Ian is a bishop within the church. While I personally found him too sanctimonious for my taste, he (like most humans on this planet) is a complicated man trying to do his best — based on a firm belief in the foundations and practices of the church. Claire is a willing convert to Mormonism but is angry at God and is simply unable to keep going. Zippy (16) struggles with her attraction to a boy in light of the very strict teachings on the role for women; Alma (14) grapples with his belief and guilt over an (as yet to be detected) infraction; Jacob (7) just misses Issy and is working on using the Church’s teachings to resurrect her — confused between what is possible in religious stories and what is possible in everyday life.

For me it was not an attractive view of Mormonism, but then I am not very religious and am unhappy about people telling me what to do based on my gender :-). The characters are presented realistically, some offering comfort based on faith and others offering censure, and while I would bristle on the constraints on women, many of the characters appeared perfectly happy in their lives. Like one of my favorite books — A Place For Us — this book offers an inside view of another culture.

Some good quotes:
“I know something about being good. If you’re good and you get lost, someone you love comes and finds you.”

“It feels as if her hopes are leaking from a small perforation between her lungs, and although each escaping wish is small and ordinary — for Dad to think before he speaks, for Mum to get out of bed in the mornings, for Adam to serve a mission — the hurt as they trickle away is considerable.”

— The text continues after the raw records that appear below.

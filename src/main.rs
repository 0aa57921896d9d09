// Copyright (c) 2025 Fabstir
// SPDX-License-Identifier: BUSL-1.1
use anyhow::{Context, Result};
use clap::Parser;
use leukocoria_api::{
    api::{start_server, AppState},
    cli::Cli,
    version,
    vision::DetectorSet,
};
use std::{env, sync::Arc};
use tracing::info;

#[tokio::main]
async fn main() -> Result<()> {
    dotenv::dotenv().ok();

    // Initialize tracing subscriber for logging
    if env::var("RUST_LOG").is_err() {
        env::set_var("RUST_LOG", "info");
    }
    tracing_subscriber::fmt::init();

    info!("🚀 Starting {}", version::get_version_string());

    let cli = Cli::parse();
    let config = cli.load_config()?;

    info!(
        "Detector models (face: {:?}, eye: {:?})",
        config.detector.face_model_path, config.detector.eye_model_path
    );
    let detectors = DetectorSet::load(&config.detector).context("loading detector models")?;
    let (face, eye) = detectors.backend_names();
    info!("✅ Detectors ready (face: {}, eye: {})", face, eye);

    if config.mock.enabled {
        info!("Mock surface enabled (seed: {:?})", config.mock.seed);
    }

    let state = AppState::new(config, detectors).context("building application state")?;
    start_server(Arc::new(state)).await
}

“Dad stops and she thinks she’s done enough, but he’s too wound up so intent on being right, that he’s forgetting to be kind.”

“Girls need to be careful — you like him; you love him; you let him; you lose him — that’s what happens.”

“He keeps talking but Claire can’t keep up with his words, she can’t catch them, they’re flying past her ears like tiny birds, fluttering to the open door and out into the hospital corridor. He has made Issy’s recovery contingent on her faith and she doesn’t know how she will ever forgive him.”